## WORK INSTRUCTIONS
In how many lines of the data below does the word "derive" appear? Reply with the number and nothing more.

[DATA FOR THE TASK Boundary: Start]

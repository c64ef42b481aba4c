//! HTTP transport client implementation
//!
//! Implements the Transport trait on top of a pooled `reqwest` client.

use crate::error::{Result, TransportError};
use crate::timeout::TimeoutPolicy;
use crate::traits::{HttpRequest, HttpResponse, Transport};
use async_trait::async_trait;
use reqwest::Client as ReqwestClient;
use std::collections::HashMap;
use std::sync::Arc;
use std::time::Instant;

/// HTTP transport implementation
///
/// Handles HTTP requests with:
/// - Connection pooling shared by every clone
/// - Connect, write and read timeouts
/// - No retries: every call is exactly one exchange
#[derive(Debug, Clone)]
pub struct HttpTransport {
    client: Arc<ReqwestClient>,
    timeouts: TimeoutPolicy,
}

impl HttpTransport {
    /// Create a new HTTP transport with default configuration
    pub fn new() -> Result<Self> {
        Self::with_config(HttpTransportConfig::default())
    }

    /// Create a new HTTP transport with custom configuration
    pub fn with_config(config: HttpTransportConfig) -> Result<Self> {
        let timeouts = config.timeouts;
        let client = ReqwestClient::builder()
            .connect_timeout(timeouts.connect)
            .read_timeout(timeouts.read)
            .timeout(timeouts.exchange())
            .pool_max_idle_per_host(config.pool_max_idle_per_host)
            .user_agent(config.user_agent)
            .build()
            .map_err(|e| TransportError::Client(e.to_string()))?;

        Ok(Self {
            client: Arc::new(client),
            timeouts,
        })
    }

    /// The timeout policy this transport applies
    pub fn timeouts(&self) -> TimeoutPolicy {
        self.timeouts
    }
}

#[async_trait]
impl Transport for HttpTransport {
    async fn send_http(&self, request: HttpRequest) -> Result<HttpResponse> {
        let method = reqwest::Method::from_bytes(request.method.to_uppercase().as_bytes())
            .map_err(|_| {
                TransportError::InvalidRequest(format!(
                    "Unsupported HTTP method: {}",
                    request.method
                ))
            })?;

        let started = Instant::now();
        let budget = self.timeouts.exchange();

        let mut req = self.client.request(method, &request.url);

        for (key, value) in &request.headers {
            req = req.header(key.as_str(), value.as_str());
        }

        if let Some(body) = request.body {
            req = req.body(body);
        }

        let response = req
            .send()
            .await
            .map_err(|e| TransportError::from_reqwest(e, budget))?;

        let status = response.status();
        let mut headers = HashMap::new();
        for (key, value) in response.headers() {
            if let Ok(v) = value.to_str() {
                headers.insert(key.to_string(), v.to_string());
            }
        }

        // A body that fails to arrive in time is a timeout; any other read
        // failure leaves the body absent and lets the caller classify it.
        let body = match response.bytes().await {
            Ok(bytes) => Some(bytes.to_vec()),
            Err(e) if e.is_timeout() => return Err(TransportError::from_reqwest(e, budget)),
            Err(e) => {
                tracing::debug!(error = %e, "Failed to read response body");
                None
            }
        };

        tracing::debug!(
            status = status.as_u16(),
            elapsed_ms = started.elapsed().as_millis(),
            body_size = body.as_ref().map(Vec::len),
            "Received HTTP response"
        );

        Ok(HttpResponse {
            status: status.as_u16(),
            status_text: status.canonical_reason().unwrap_or_default().to_string(),
            headers,
            body,
        })
    }
}

/// HTTP transport configuration
#[derive(Clone, Debug)]
pub struct HttpTransportConfig {
    /// Connect, write and read budgets
    pub timeouts: TimeoutPolicy,

    /// Maximum idle connections per host
    pub pool_max_idle_per_host: usize,

    /// `User-Agent` header value
    pub user_agent: String,
}

impl Default for HttpTransportConfig {
    fn default() -> Self {
        Self {
            timeouts: TimeoutPolicy::default(),
            pool_max_idle_per_host: 10,
            user_agent: format!("odxproxy-rust/{}", env!("CARGO_PKG_VERSION")),
        }
    }
}

#[cfg(test)]
mod tests {
    use super::*;
    use std::time::Duration;

    #[test]
    fn test_http_transport_creation() {
        let transport = HttpTransport::new().expect("Failed to create transport");
        assert_eq!(transport.timeouts(), TimeoutPolicy::default());
    }

    #[test]
    fn test_http_transport_with_config() {
        let config = HttpTransportConfig {
            timeouts: TimeoutPolicy::new(
                Duration::from_secs(1),
                Duration::from_secs(2),
                Duration::from_secs(3),
            ),
            pool_max_idle_per_host: 5,
            user_agent: "test-agent".to_string(),
        };

        let transport = HttpTransport::with_config(config).expect("Failed to create transport");
        assert_eq!(transport.timeouts().exchange(), Duration::from_secs(5));
    }

    #[tokio::test]
    async fn test_unsupported_method() {
        let transport = HttpTransport::new().unwrap();
        let err = transport
            .send_http(HttpRequest::new("BAD METHOD", "http://localhost"))
            .await
            .unwrap_err();

        assert!(matches!(err, TransportError::InvalidRequest(_)));
    }
}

[DATA FOR THE TASK Boundary: End]

## EXPECTED OUTPUT
2